### Collected data
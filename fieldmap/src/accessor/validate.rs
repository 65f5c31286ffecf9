//! Accessor contract validation.

use super::{Accessor, ParamType};
use crate::errors::ContractViolation;

/// Checks that `accessor` takes exactly one string key besides the carrier.
///
/// Synthesized mappers call the accessor once per field with the field name,
/// so any other shape is rejected before a container exists.
pub fn validate<C>(accessor: &Accessor<C>) -> Result<(), ContractViolation> {
    let signature = accessor.signature();
    let reject = |reason: String| {
        ContractViolation::new(accessor.direction(), signature.to_string(), reason)
    };

    match signature.params() {
        [ParamType::Str] => Ok(()),
        [] => Err(reject("accessor takes no key parameter".to_string())),
        [other] => Err(reject(format!(
            "key parameter must be a field name (&str), found {other}"
        ))),
        params => Err(reject(format!(
            "accessor takes {} key parameters, expected exactly one",
            params.len()
        ))),
    }
}

#[cfg(test)]
mod tests {
    use super::*;
    use crate::accessor::{KeySignature, ReadAccessor, WriteAccessor};
    use crate::errors::CarrierError;
    use crate::plan::Direction;
    use crate::value::Value;
    use std::collections::HashMap;

    type Row = HashMap<String, Value>;

    struct Shaped(KeySignature);

    impl ReadAccessor<Row> for Shaped {
        fn signature(&self) -> KeySignature {
            self.0.clone()
        }

        fn read(&self, _carrier: &Row, _key: &str) -> Result<Value, CarrierError> {
            Ok(Value::Null)
        }
    }

    impl WriteAccessor<Row> for Shaped {
        fn signature(&self) -> KeySignature {
            self.0.clone()
        }

        fn write(&self, _carrier: &mut Row, _key: &str, _value: Value) -> Result<(), CarrierError> {
            Ok(())
        }
    }

    #[test]
    fn test_single_string_key_is_accepted() {
        assert!(validate(&Accessor::read(Shaped(KeySignature::keyed()))).is_ok());
        assert!(validate(&Accessor::write(Shaped(KeySignature::keyed()))).is_ok());
        assert!(validate(&Accessor::<Row>::indexed()).is_ok());
    }

    #[test]
    fn test_zero_keys_are_rejected() {
        let err = validate(&Accessor::read(Shaped(KeySignature::new([])))).unwrap_err();
        assert_eq!(err.direction, Direction::Read);
        assert_eq!(err.signature, "(carrier)");
        assert!(err.reason.contains("no key parameter"));
    }

    #[test]
    fn test_two_keys_are_rejected() {
        let accessor = Accessor::write(Shaped(KeySignature::new([ParamType::Str, ParamType::Str])));
        let err = validate(&accessor).unwrap_err();
        assert_eq!(err.direction, Direction::Write);
        assert!(err.reason.contains("2 key parameters"));
    }

    #[test]
    fn test_non_string_key_is_rejected() {
        let accessor = Accessor::read(Shaped(KeySignature::new([ParamType::Ordinal])));
        let err = validate(&accessor).unwrap_err();
        assert!(err.reason.contains("found usize"));

        let accessor = Accessor::read(Shaped(KeySignature::new([ParamType::Other("Vec<u8>")])));
        assert!(validate(&accessor).is_err());
    }
}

### Task to complete
Every line of the records that includes the word "takes" should be gathered.

### Written reply
/// Checks that `accessor` takes exactly one string key besides the carrier.
        [] => Err(reject("accessor takes no key parameter".to_string())),
            "accessor takes {} key parameters, expected exactly one",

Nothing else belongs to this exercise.